La dirigente
   Leonardo Chiorazzi (1950)

La direttrice didattica è diventata dirigente, ma sembra che non abbia fatto grandi progressi da quella che descriveva, con altrettanta e sorprendente ironia, il De Amicis alla fine dell'Ottocento (1892):

Ma la sua contentezza fu temperata fin dai primi giorni dalla direttrice: una zitellona sui quarantacinque, una specie di marescialla dei carabinieri, dalle forme d'una Giunone enfiata, vestita con certa eleganza austera, serrata in un busto che la teneva su impettita come una corazza d'acciaio, con un enorme cappello nero, sormontato d'enormi penne nere, che pareva un piccolo catafalco. Costei era profondamente persuasa che nessuna donna stesse al di sopra direttrice di scuole municipali eccettuata, forse, la regina d'Italia. Aveva sotto di sé, come soleva dire diciotto maestre nella sezione centrale, e quattordici in due scuole succursali, e si diceva che ogni giorno, svegliandosi e andando a letto, le contasse sulle punte delle dita, con una voluttà d'orgoglio ineffabile. Era molto temuta dalle alunne, che rimetteva in fila a colpi di ombrello, e a cui nessuno aveva mai vista fare una carezza, e trattava con durezza particolare le madri giovani e belle: era poi severissima riguardo all'abbigliamento delle maestre, alle quali non permetteva né colori troppo vistosi, né vestiti troppo corti, né cappellini troppo larghi, né fiori nei capelli, né riccioli, né profumi. A quelle che arrivavano in ritardo d'un minuto, mostrava l'orologio, senza parlare; pretendeva che tutte, prima d'uscire, si presentassero a domandare se le occorreva qualche cosa; non voleva che ricevessero lettere alla scuola, né che camminassero a passetti saltellati, né che stringessero la mano all'inglese. Aveva un modo di guardare come chi crede di avere una grande potenza negli occhi, e parlava in chiave di contrabbasso, con parole scelte e gravi, facendo una pausa a ogni frase, come per sentire il tonfo che doveva far nell'anima dell'ascoltatore.

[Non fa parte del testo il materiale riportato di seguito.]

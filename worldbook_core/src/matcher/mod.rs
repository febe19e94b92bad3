//! Key matching against scan text.
//!
//! A key is either a literal or a `/pattern/flags` regex string. Literal keys
//! that contain CJK characters always match by substring; word boundaries
//! mean nothing inside CJK text. Pure-Latin literals honour whole-word
//! matching with a boundary that treats CJK neighbours as separators.

mod script;
mod synonyms;

pub use script::*;
pub use synonyms::*;

use regex::{Regex, RegexBuilder};
use std::borrow::Cow;
use std::collections::HashMap;
use tracing::warn;
use worldbook_model::Entry;

/// Regex flags accepted after the closing slash. Only `i`, `m`, `s`, and `x`
/// change behaviour.
const REGEX_FLAGS: &str = "gimsuxy";

/// Case and boundary handling for one entry.
#[derive(Debug, Clone, Copy, PartialEq, Eq, Default)]
pub struct MatchOptions {
    pub case_sensitive: bool,
    pub whole_words: bool,
}

impl MatchOptions {
    /// Resolve per-entry overrides against engine-level defaults.
    pub fn for_entry(entry: &Entry, defaults: MatchOptions) -> Self {
        Self {
            case_sensitive: entry.case_sensitive.unwrap_or(defaults.case_sensitive),
            whole_words: entry.match_whole_words.unwrap_or(defaults.whole_words),
        }
    }
}

/// Scan text with its case-folded form computed once per scan.
#[derive(Debug, Clone)]
pub struct ScanText<'a> {
    raw: &'a str,
    folded: String,
}

impl<'a> ScanText<'a> {
    pub fn new(raw: &'a str) -> Self {
        Self {
            raw,
            folded: raw.to_lowercase(),
        }
    }

    pub fn raw(&self) -> &str {
        self.raw
    }

    fn haystack(&self, case_sensitive: bool) -> &str {
        if case_sensitive {
            self.raw
        } else {
            &self.folded
        }
    }
}

/// Split a `/pattern/flags` key into pattern and flags.
///
/// Returns `None` for literal keys, including paths such as `/usr/bin`
/// whose "flags" are not regex flags.
pub fn parse_regex_key(key: &str) -> Option<(&str, &str)> {
    let rest = key.strip_prefix('/')?;
    let close = rest.rfind('/')?;
    let (pattern, flags) = (&rest[..close], &rest[close + 1..]);
    if pattern.is_empty() || !flags.chars().all(|c| REGEX_FLAGS.contains(c)) {
        return None;
    }
    Some((pattern, flags))
}

/// Compile a regex key's pattern with its flags.
pub fn compile_regex_key(pattern: &str, flags: &str) -> Result<Regex, regex::Error> {
    RegexBuilder::new(pattern)
        .case_insensitive(flags.contains('i'))
        .multi_line(flags.contains('m'))
        .dot_matches_new_line(flags.contains('s'))
        .ignore_whitespace(flags.contains('x'))
        .build()
}

/// Matches entry keys against scan text, caching compiled regex keys.
///
/// Invalid regex keys are remembered as failures and never match.
#[derive(Debug, Default)]
pub struct KeyMatcher {
    regex_cache: HashMap<String, Option<Regex>>,
}

impl KeyMatcher {
    pub fn new() -> Self {
        Self::default()
    }

    /// Return the keys of `entry` that match the scan text, in key order.
    pub fn match_keys(
        &mut self,
        entry: &Entry,
        scan: &ScanText<'_>,
        defaults: MatchOptions,
    ) -> Vec<String> {
        let options = MatchOptions::for_entry(entry, defaults);
        entry
            .keys
            .iter()
            .filter(|key| self.key_matches(key, scan, options))
            .cloned()
            .collect()
    }

    /// Check a single key.
    pub fn key_matches(&mut self, key: &str, scan: &ScanText<'_>, options: MatchOptions) -> bool {
        let key = key.trim();
        if key.is_empty() {
            return false;
        }

        if let Some((pattern, flags)) = parse_regex_key(key) {
            return match self.compiled(key, pattern, flags) {
                Some(regex) => regex.is_match(scan.raw()),
                None => false,
            };
        }

        let haystack = scan.haystack(options.case_sensitive);
        let needle: Cow<'_, str> = if options.case_sensitive {
            Cow::Borrowed(key)
        } else {
            Cow::Owned(key.to_lowercase())
        };

        if options.whole_words && !contains_cjk(&needle) {
            contains_whole_word(haystack, &needle)
        } else {
            haystack.contains(needle.as_ref())
        }
    }

    /// Evaluate the entry's optional filter against the scan text.
    ///
    /// Filter keys are tested by containment (regex keys are honoured); the
    /// entry's [`worldbook_model::FilterLogic`] combines the results. An entry
    /// without a filter, or with an empty one, passes.
    pub fn passes_optional_filter(
        &mut self,
        entry: &Entry,
        scan: &ScanText<'_>,
        defaults: MatchOptions,
    ) -> bool {
        let Some(filter) = &entry.optional_filter else {
            return true;
        };

        let options = MatchOptions {
            whole_words: false,
            ..MatchOptions::for_entry(entry, defaults)
        };
        let present: Vec<bool> = filter
            .keys
            .iter()
            .filter(|key| !key.trim().is_empty())
            .map(|key| self.key_matches(key, scan, options))
            .collect();

        filter.logic.evaluate(&present)
    }

    /// Number of regex keys compiled (or failed) so far.
    pub fn cached_patterns(&self) -> usize {
        self.regex_cache.len()
    }

    fn compiled(&mut self, key: &str, pattern: &str, flags: &str) -> Option<&Regex> {
        self.regex_cache
            .entry(key.to_string())
            .or_insert_with(|| match compile_regex_key(pattern, flags) {
                Ok(regex) => Some(regex),
                Err(err) => {
                    warn!(key, error = %err, "invalid regex key never matches");
                    None
                }
            })
            .as_ref()
    }
}
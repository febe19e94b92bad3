//! Lore entries - the unit the engine activates.

mod logic;
mod position;

pub use logic::*;
pub use position::*;

use serde::{Deserialize, Serialize};

fn default_enabled() -> bool {
    true
}

fn is_false(value: &bool) -> bool {
    !*value
}

fn is_true(value: &bool) -> bool {
    *value
}

/// A lore entry: trigger keys, content, and activation metadata.
///
/// `id` is the key for all persistent timer state in the engine and must not
/// change between turns. `keys` may only be empty when `constant` is set.
#[derive(Debug, Clone, PartialEq, Serialize, Deserialize)]
#[serde(rename_all = "camelCase")]
pub struct Entry {
    pub id: String,

    /// Trigger words, synonyms, or `/pattern/flags` regex strings.
    #[serde(default)]
    pub keys: Vec<String>,

    #[serde(default)]
    pub content: String,

    /// Free-form label carried through import/export.
    #[serde(default, skip_serializing_if = "Option::is_none")]
    pub comment: Option<String>,

    #[serde(default = "default_enabled", skip_serializing_if = "is_true")]
    pub enabled: bool,

    #[serde(default)]
    pub position: Position,

    #[serde(default)]
    pub priority: i32,

    /// Tie-break within a slot.
    #[serde(default)]
    pub order: i32,

    /// Depth for `at_depth` insertions.
    #[serde(default, skip_serializing_if = "Option::is_none")]
    pub depth: Option<u32>,

    #[serde(default, skip_serializing_if = "Option::is_none")]
    pub role: Option<Role>,

    /// Always active, independent of keys.
    #[serde(default, skip_serializing_if = "is_false")]
    pub constant: bool,

    #[serde(default, skip_serializing_if = "Option::is_none")]
    pub selective_logic: Option<SelectiveLogic>,

    /// Minimum number of distinct keys that must match.
    #[serde(default, skip_serializing_if = "Option::is_none")]
    pub min_activations: Option<u32>,

    #[serde(default, skip_serializing_if = "Option::is_none")]
    pub case_sensitive: Option<bool>,

    #[serde(default, skip_serializing_if = "Option::is_none")]
    pub match_whole_words: Option<bool>,

    #[serde(default, skip_serializing_if = "Option::is_none")]
    pub optional_filter: Option<OptionalFilter>,

    /// Thematic cluster; members reward each other when active together.
    #[serde(default, skip_serializing_if = "Option::is_none")]
    pub group: Option<String>,

    /// Mutual exclusion group; one member survives per turn.
    #[serde(default, skip_serializing_if = "Option::is_none")]
    pub inclusion_group: Option<String>,

    /// Activation chance on a 0-100 scale.
    #[serde(default, skip_serializing_if = "Option::is_none")]
    pub probability: Option<f64>,

    /// Weight for the random draw inside an inclusion group (default 100).
    #[serde(default, skip_serializing_if = "Option::is_none")]
    pub group_weight: Option<f64>,

    /// Resolve the inclusion group by score instead of by weight.
    #[serde(default, skip_serializing_if = "Option::is_none")]
    pub use_group_scoring: Option<bool>,

    /// Resolve the inclusion group by highest `order`.
    #[serde(default, skip_serializing_if = "is_false")]
    pub prioritize_inclusion: bool,

    /// `Some(false)` keeps this entry's content out of recursive scans.
    #[serde(default, skip_serializing_if = "Option::is_none")]
    pub recursive: Option<bool>,

    /// Turns to stay active after activating.
    #[serde(default, skip_serializing_if = "Option::is_none")]
    pub sticky: Option<u32>,

    /// Turns to stay suppressed once sticky time is over.
    #[serde(default, skip_serializing_if = "Option::is_none")]
    pub cooldown: Option<u32>,

    /// Minimum number of turns seen before the entry may activate.
    #[serde(default, skip_serializing_if = "Option::is_none")]
    pub delay: Option<u32>,

    /// Never activated by a recursive scan.
    #[serde(default, skip_serializing_if = "is_false")]
    pub non_recursable: bool,

    /// Stops recursion once this entry is accepted.
    #[serde(default, skip_serializing_if = "is_false")]
    pub block_further: bool,

    /// Recursion level at which the entry becomes eligible.
    #[serde(default, skip_serializing_if = "Option::is_none")]
    pub delay_level: Option<u32>,

    /// Deepest recursion level at which the entry may still activate.
    #[serde(default, skip_serializing_if = "Option::is_none")]
    pub max_recursion_steps: Option<u32>,

    /// Generation types this entry is restricted to. Empty means all.
    #[serde(default, skip_serializing_if = "Vec::is_empty")]
    pub generation_types: Vec<String>,
}

impl Entry {
    /// Create an enabled entry with the given id and content and no keys.
    pub fn new(id: impl Into<String>, content: impl Into<String>) -> Self {
        Self {
            id: id.into(),
            keys: Vec::new(),
            content: content.into(),
            comment: None,
            enabled: true,
            position: Position::default(),
            priority: 0,
            order: 0,
            depth: None,
            role: None,
            constant: false,
            selective_logic: None,
            min_activations: None,
            case_sensitive: None,
            match_whole_words: None,
            optional_filter: None,
            group: None,
            inclusion_group: None,
            probability: None,
            group_weight: None,
            use_group_scoring: None,
            prioritize_inclusion: false,
            recursive: None,
            sticky: None,
            cooldown: None,
            delay: None,
            non_recursable: false,
            block_further: false,
            delay_level: None,
            max_recursion_steps: None,
            generation_types: Vec::new(),
        }
    }

    /// Add a trigger key.
    pub fn with_key(mut self, key: impl Into<String>) -> Self {
        self.keys.push(key.into());
        self
    }

    /// Add multiple trigger keys.
    pub fn with_keys(mut self, keys: impl IntoIterator<Item = impl Into<String>>) -> Self {
        self.keys.extend(keys.into_iter().map(Into::into));
        self
    }

    pub fn with_priority(mut self, priority: i32) -> Self {
        self.priority = priority;
        self
    }

    pub fn with_order(mut self, order: i32) -> Self {
        self.order = order;
        self
    }

    pub fn with_position(mut self, position: Position) -> Self {
        self.position = position;
        self
    }

    /// Place the entry at a chat depth with an optional role.
    pub fn at_depth(mut self, depth: u32, role: Option<Role>) -> Self {
        self.position = Position::AtDepth;
        self.depth = Some(depth);
        self.role = role;
        self
    }

    pub fn constant(mut self) -> Self {
        self.constant = true;
        self
    }

    pub fn disabled(mut self) -> Self {
        self.enabled = false;
        self
    }

    /// Set the activation probability (0-100, clamped).
    pub fn with_probability(mut self, probability: f64) -> Self {
        self.probability = Some(probability.clamp(0.0, 100.0));
        self
    }

    pub fn with_inclusion_group(mut self, group: impl Into<String>) -> Self {
        self.inclusion_group = Some(group.into());
        self
    }

    pub fn with_group(mut self, group: impl Into<String>) -> Self {
        self.group = Some(group.into());
        self
    }

    pub fn with_group_weight(mut self, weight: f64) -> Self {
        self.group_weight = Some(weight);
        self
    }

    pub fn with_sticky(mut self, turns: u32) -> Self {
        self.sticky = Some(turns);
        self
    }

    pub fn with_cooldown(mut self, turns: u32) -> Self {
        self.cooldown = Some(turns);
        self
    }

    pub fn with_delay(mut self, turns: u32) -> Self {
        self.delay = Some(turns);
        self
    }

    pub fn with_selective_logic(mut self, logic: SelectiveLogic) -> Self {
        self.selective_logic = Some(logic);
        self
    }

    pub fn with_optional_filter(mut self, filter: OptionalFilter) -> Self {
        self.optional_filter = Some(filter);
        self
    }

    /// Whether the entry may trigger from key matching at all.
    pub fn has_keys(&self) -> bool {
        !self.keys.is_empty()
    }

    /// Probability clamped into range; `None` means always pass.
    pub fn effective_probability(&self) -> Option<f64> {
        self.probability.map(|p| if p.is_nan() { 0.0 } else { p.clamp(0.0, 100.0) })
    }

    /// Inclusion-group draw weight, defaulting to 100.
    pub fn effective_group_weight(&self) -> f64 {
        match self.group_weight {
            Some(w) if w.is_finite() && w > 0.0 => w,
            Some(_) => 0.0,
            None => 100.0,
        }
    }

    /// Whether this entry's content feeds the next recursive scan.
    pub fn feeds_recursion(&self) -> bool {
        self.recursive != Some(false)
    }
}
//! Distribution of accepted entries into ordered insertion slots.

use worldbook_model::{ActivatedEntry, InsertionSlot, Position, Role};

/// Rank for slots without a role: after `system` and `user`.
const OTHER_ROLE_RANK: u8 = 2;

/// Bucket entries by resolved position (and depth/role for `at_depth`).
///
/// Inside a slot entries are ordered by `order`, then by id. Slots are
/// ordered by position rank, then depth, then role, then the order in which
/// they were first created.
pub fn distribute(entries: &[ActivatedEntry]) -> Vec<InsertionSlot> {
    let mut slots: Vec<InsertionSlot> = Vec::new();

    for activated in entries {
        let position = activated.entry.position.resolved();
        let (depth, role) = if position == Position::AtDepth {
            (Some(activated.entry.depth.unwrap_or(0)), activated.entry.role)
        } else {
            (None, None)
        };

        match slots
            .iter_mut()
            .find(|s| s.position == position && s.depth == depth && s.role == role)
        {
            Some(slot) => slot.entries.push(activated.clone()),
            None => {
                let mut slot = InsertionSlot::new(position, depth, role);
                slot.entries.push(activated.clone());
                slots.push(slot);
            }
        }
    }

    for slot in &mut slots {
        slot.entries.sort_by(|a, b| {
            a.entry
                .order
                .cmp(&b.entry.order)
                .then_with(|| a.entry.id.cmp(&b.entry.id))
        });
    }

    // Stable sort keeps creation order as the last tie-break.
    slots.sort_by_key(|slot| {
        (
            slot.position.rank(),
            slot.depth.unwrap_or(0),
            slot.role.as_ref().map_or(OTHER_ROLE_RANK, Role::rank),
        )
    });

    slots
}
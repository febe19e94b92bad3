//! English trigger words and their CJK synonyms.
//!
//! The importer appends synonyms to an entry's keys. The engine folds them
//! back into the word they came from when counting matched keys, so an
//! expanded key still counts once.

use std::collections::HashSet;

/// English word → CJK synonyms. Lookups are ASCII case-insensitive.
static SYNONYMS: &[(&str, &[&str])] = &[
    ("weather", &["天气", "气候", "下雨", "晴天"]),
    ("rain", &["雨", "下雨", "雨天"]),
    ("snow", &["雪", "下雪"]),
    ("travel", &["旅行", "旅游", "出行"]),
    ("trip", &["旅行", "出游"]),
    ("food", &["食物", "美食", "吃饭"]),
    ("eat", &["吃", "吃饭"]),
    ("drink", &["喝", "饮料"]),
    ("home", &["家", "回家"]),
    ("school", &["学校", "上学"]),
    ("work", &["工作", "上班"]),
    ("money", &["钱", "金钱"]),
    ("friend", &["朋友", "好友"]),
    ("family", &["家人", "家庭"]),
    ("love", &["爱", "喜欢", "爱情"]),
    ("music", &["音乐", "歌曲"]),
    ("movie", &["电影"]),
    ("game", &["游戏"]),
    ("sleep", &["睡觉", "休息"]),
    ("birthday", &["生日"]),
    ("hospital", &["医院", "看病"]),
    ("city", &["城市"]),
    ("beach", &["海滩", "沙滩", "海边"]),
    ("mountain", &["山", "爬山"]),
    ("cat", &["猫", "猫咪"]),
    ("dog", &["狗", "小狗"]),
];

/// CJK synonyms for an English word, or an empty slice.
pub fn synonyms_for(word: &str) -> &'static [&'static str] {
    SYNONYMS
        .iter()
        .find(|(english, _)| english.eq_ignore_ascii_case(word))
        .map(|(_, cjk)| *cjk)
        .unwrap_or(&[])
}

/// The key `key` stands for: the first other key in `keys` that lists it as
/// a synonym, or `key` itself.
pub fn concept_of<'a>(key: &'a str, keys: &'a [String]) -> &'a str {
    keys.iter()
        .map(String::as_str)
        .find(|other| *other != key && synonyms_for(other).iter().any(|s| *s == key))
        .unwrap_or(key)
}

/// Number of distinct concepts among `matched`, folding synonyms of `keys`
/// into their source word. Blank keys are ignored.
pub fn distinct_concepts<'a>(matched: impl IntoIterator<Item = &'a String>, keys: &'a [String]) -> usize {
    matched
        .into_iter()
        .map(|key| key.trim())
        .filter(|key| !key.is_empty())
        .map(|key| concept_of(key, keys))
        .collect::<HashSet<_>>()
        .len()
}
//! Book validation. Findings are reported, never thrown; callers decide
//! whether any of them are fatal.

use serde_json::Value;
use std::collections::HashSet;
use thiserror::Error;
use worldbook_model::Book;

use super::entry_values;
use super::fields::bool_field;
use super::keys::KEY_FIELDS;
use crate::matcher::{compile_regex_key, parse_regex_key};

/// One validation finding.
#[derive(Debug, Clone, PartialEq, Eq, Error)]
pub enum ValidationIssue {
    #[error("entry #{index} is not an object")]
    NotAnObject { index: usize },

    #[error("entry #{index} has no id")]
    MissingId { index: usize },

    #[error("entry #{index} ({id}) reuses an id already taken")]
    DuplicateId { index: usize, id: String },

    #[error("entry #{index} has no keys and is not constant")]
    MissingKeys { index: usize },

    #[error("entry #{index} has keys that are not an array")]
    KeysNotArray { index: usize },

    #[error("entry #{index} has no content")]
    MissingContent { index: usize },

    #[error("entry #{index} has a regex key that does not compile: {key}")]
    InvalidRegexKey { index: usize, key: String },
}

/// Outcome of a validation pass.
#[derive(Debug, Clone, PartialEq, Eq, Default)]
pub struct ValidationReport {
    pub valid: bool,
    pub errors: Vec<ValidationIssue>,
}

impl ValidationReport {
    fn from_issues(errors: Vec<ValidationIssue>) -> Self {
        Self {
            valid: errors.is_empty(),
            errors,
        }
    }
}

/// Check a canonical book.
pub(crate) fn validate_book(book: &Book) -> ValidationReport {
    let mut issues = Vec::new();
    let mut seen: HashSet<&str> = HashSet::new();

    for (index, entry) in book.entries.iter().enumerate() {
        if entry.id.trim().is_empty() {
            issues.push(ValidationIssue::MissingId { index });
        } else if !seen.insert(entry.id.as_str()) {
            issues.push(ValidationIssue::DuplicateId {
                index,
                id: entry.id.clone(),
            });
        }

        if !entry.constant && entry.keys.iter().all(|k| k.trim().is_empty()) {
            issues.push(ValidationIssue::MissingKeys { index });
        }

        if entry.content.trim().is_empty() {
            issues.push(ValidationIssue::MissingContent { index });
        }

        for key in &entry.keys {
            if let Some((pattern, flags)) = parse_regex_key(key.trim()) {
                if compile_regex_key(pattern, flags).is_err() {
                    issues.push(ValidationIssue::InvalidRegexKey {
                        index,
                        key: key.clone(),
                    });
                }
            }
        }
    }

    ValidationReport::from_issues(issues)
}

/// Check raw JSON before import.
pub(crate) fn validate_raw(raw: &Value) -> ValidationReport {
    let mut issues = Vec::new();

    for (index, value) in entry_values(raw).into_iter().enumerate() {
        let Some(obj) = value.as_object() else {
            issues.push(ValidationIssue::NotAnObject { index });
            continue;
        };

        if !obj.contains_key("id") && !obj.contains_key("uid") {
            issues.push(ValidationIssue::MissingId { index });
        }

        let constant = bool_field(obj, &["constant", "alwaysActive"]).unwrap_or(false);
        match KEY_FIELDS.iter().find_map(|field| obj.get(*field)) {
            Some(Value::Array(_)) => {}
            Some(Value::Object(keys)) if keys.contains_key("primary") => {}
            Some(_) => issues.push(ValidationIssue::KeysNotArray { index }),
            None if !constant => issues.push(ValidationIssue::MissingKeys { index }),
            None => {}
        }

        if !["content", "entry", "text"].iter().any(|f| obj.contains_key(*f)) {
            issues.push(ValidationIssue::MissingContent { index });
        }
    }

    ValidationReport::from_issues(issues)
}
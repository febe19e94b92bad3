//! Script detection and boundary-safe substring search.

/// Check whether a character belongs to a CJK script (Han, kana, Hangul) or
/// to the CJK punctuation and full-width blocks.
pub fn is_cjk(c: char) -> bool {
    matches!(
        c as u32,
        0x3000..=0x303F        // CJK symbols and punctuation
            | 0x3040..=0x309F  // Hiragana
            | 0x30A0..=0x30FF  // Katakana
            | 0x3400..=0x4DBF  // CJK extension A
            | 0x4E00..=0x9FFF  // CJK unified ideographs
            | 0xAC00..=0xD7AF  // Hangul syllables
            | 0xF900..=0xFAFF  // CJK compatibility ideographs
            | 0xFF00..=0xFFEF  // Half-width and full-width forms
            | 0x20000..=0x2FA1F
    )
}

/// Check whether any character of `text` is CJK.
pub fn contains_cjk(text: &str) -> bool {
    text.chars().any(is_cjk)
}

/// Word characters for boundary checks: Latin-ish letters, digits, `_`.
/// CJK characters never extend a Latin word.
fn is_word_char(c: char) -> bool {
    c == '_' || (c.is_alphanumeric() && !is_cjk(c))
}

/// Find `needle` in `haystack` delimited on both sides by a non-word
/// character or the edge of the text, i.e. `(^|\W)needle(\W|$)`.
///
/// Overlapping occurrences are considered, so a failed boundary on one
/// occurrence does not hide a later valid one.
pub fn contains_whole_word(haystack: &str, needle: &str) -> bool {
    if needle.is_empty() {
        return false;
    }

    let mut from = 0;
    while let Some(offset) = haystack[from..].find(needle) {
        let start = from + offset;
        let end = start + needle.len();

        let before_ok = haystack[..start]
            .chars()
            .next_back()
            .map_or(true, |c| !is_word_char(c));
        let after_ok = haystack[end..]
            .chars()
            .next()
            .map_or(true, |c| !is_word_char(c));

        if before_ok && after_ok {
            return true;
        }

        // Advance by one character to allow overlapping matches.
        let step = haystack[start..].chars().next().map_or(1, char::len_utf8);
        from = start + step;
    }

    false
}

/// Map full-width ASCII variants (U+FF01-U+FF5E) and the ideographic space
/// to their half-width forms.
pub fn to_half_width(text: &str) -> String {
    text.chars()
        .map(|c| match c as u32 {
            0x3000 => ' ',
            code @ 0xFF01..=0xFF5E => char::from_u32(code - 0xFEE0).unwrap_or(c),
            _ => c,
        })
        .collect()
}
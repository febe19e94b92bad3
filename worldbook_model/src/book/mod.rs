//! Books - the caller-owned collection of entries handed to the engine.

use serde::{Deserialize, Serialize};

use crate::entry::Entry;

/// Book-level overrides of engine options.
///
/// Every field is optional; `None` keeps the engine's value. The same shape
/// is used to patch an engine's options in place.
#[derive(Debug, Clone, PartialEq, Serialize, Deserialize, Default)]
#[serde(rename_all = "camelCase", default)]
pub struct WorldBookSettings {
    #[serde(skip_serializing_if = "Option::is_none")]
    pub token_budget: Option<usize>,

    /// Fraction (0.0-1.0) of the token budget that lore may use.
    #[serde(skip_serializing_if = "Option::is_none")]
    pub context_percent: Option<f64>,

    #[serde(skip_serializing_if = "Option::is_none")]
    pub recursive_scanning: Option<bool>,

    #[serde(skip_serializing_if = "Option::is_none")]
    pub max_recursion_steps: Option<u32>,

    #[serde(skip_serializing_if = "Option::is_none")]
    pub case_sensitive: Option<bool>,

    #[serde(skip_serializing_if = "Option::is_none")]
    pub match_whole_words: Option<bool>,

    /// Minimum number of entries to activate per turn (backfill target).
    #[serde(skip_serializing_if = "Option::is_none")]
    pub min_activations: Option<usize>,

    #[serde(skip_serializing_if = "Option::is_none")]
    pub use_group_scoring: Option<bool>,

    #[serde(skip_serializing_if = "Option::is_none")]
    pub group_bonus: Option<bool>,

    /// Number of trailing chat messages appended to the scan text.
    #[serde(skip_serializing_if = "Option::is_none")]
    pub scan_depth: Option<usize>,
}

impl WorldBookSettings {
    /// Check if no field is set.
    pub fn is_empty(&self) -> bool {
        *self == WorldBookSettings::default()
    }
}

/// A lorebook: entries plus optional settings and opaque metadata.
#[derive(Debug, Clone, PartialEq, Serialize, Deserialize, Default)]
pub struct Book {
    #[serde(default, skip_serializing_if = "Option::is_none")]
    pub name: Option<String>,

    #[serde(default)]
    pub entries: Vec<Entry>,

    #[serde(default, skip_serializing_if = "Option::is_none")]
    pub settings: Option<WorldBookSettings>,

    #[serde(default, skip_serializing_if = "Option::is_none")]
    pub metadata: Option<serde_json::Value>,
}

impl Book {
    /// Create an empty book.
    pub fn new() -> Self {
        Self::default()
    }

    /// Create a named book.
    pub fn named(name: impl Into<String>) -> Self {
        Self {
            name: Some(name.into()),
            ..Self::default()
        }
    }

    /// Add an entry.
    pub fn with_entry(mut self, entry: Entry) -> Self {
        self.entries.push(entry);
        self
    }

    /// Add multiple entries.
    pub fn with_entries(mut self, entries: impl IntoIterator<Item = Entry>) -> Self {
        self.entries.extend(entries);
        self
    }

    pub fn with_settings(mut self, settings: WorldBookSettings) -> Self {
        self.settings = Some(settings);
        self
    }

    /// Get an entry by id.
    pub fn get_entry(&self, id: &str) -> Option<&Entry> {
        self.entries.iter().find(|e| e.id == id)
    }

    /// Iterate over enabled entries.
    pub fn enabled_entries(&self) -> impl Iterator<Item = &Entry> {
        self.entries.iter().filter(|e| e.enabled)
    }

    pub fn entry_count(&self) -> usize {
        self.entries.len()
    }
}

Quanto al grado di sua cultura, riusciva un mistero imprescrutabile a tutti, da tanto ch'era coperta dalla prudenza e protetta dalla maestà; ma le maetre dicevano che non leggeva mai un libro, perché era così piena di sé, che oramai nessuna nuova idea o cognizione vi avrebbe trovato posto. La spalleggiava ottimamente la bidella, una commarona atletica e barbuta, dall'andatura ad anatra, che si sospettava che facesse la spia, e metteva terrore a tutti, anche alle maestre, alle quali s'andava a piantar davanti con la calza in mano, quando tardavano a entrare in classe, guardandole con un viso ammonitore. Si diceva pure che la direttrice facesse tener d'occhio le maestre dalla guardia civica e che interrogasse di nascosto il portalettere intorno alla loro corrispondenza epistolare. Insomma, aveva presso tutto il ceto scolastico la fama non immeritata della più feroce mangiamaestrine di Torino. E non di meno parve alla Galli di non aver fatto alla prima una cattiva impressione. Perché, in fatti, essa riuniva tutte le condizioni che ci volevano per andarle a genio: aveva trentadue anni, l'età media che quella preferiva, perché più giovani eran leggere, e più attempate poco maneggevoli; graziosa, ma non da dar troppo negli occhi, benché avesse una bocchina bellissima; più piccola di lei di quasi un palmo, al che teneva molto, e vestita con modestia; e poi senza parenti in città, e quindi più sua; e buona d'apparenza, ma d'un carattere logico e fermo, che avrebbe frenato la bontà, di cui quella diffidava. Andarono per ciò di perfetto accordo nel primo mese, durante il quale non barattarono, fuorché per ragioni di servizio, venti parole. Solo qualche volta, entrando piena di freddo nell'ufficio, la maestra domandava: - Permette che mi scaldi un pò in piedi? - e quella rispondeva: - Faccia; - oppure: - Mi posso sedere un momento? - e quella: - Segga. - O le diceva gravemente: -,Vigili sulla tal ragazza: c'è del marcio; - perché s'occupava con zelo inquisitorio delle quattro o cinque alunne peggiori di ciascuna classe, e lasciava credere d'avere a questo fine un servizio segreto di polizia (E. De Amicis, Un Dramma nella scuola, Milano, Sugarco edizioni, 1993, pp. 17-19):

L'"Autonomia" delle scuole, in effetti, sembra aver aumentato solo quella dei capi, che perseguono imperterriti nell'esercizio della loro autorità, non solo cartacea, nei confronti dei pochi maestri e delle innumerevoli maestre, che continuano a perseguitare se stessi con il conformismo, il timore reverenziale verso il "superiore" e la mancanza di autonomia professionale.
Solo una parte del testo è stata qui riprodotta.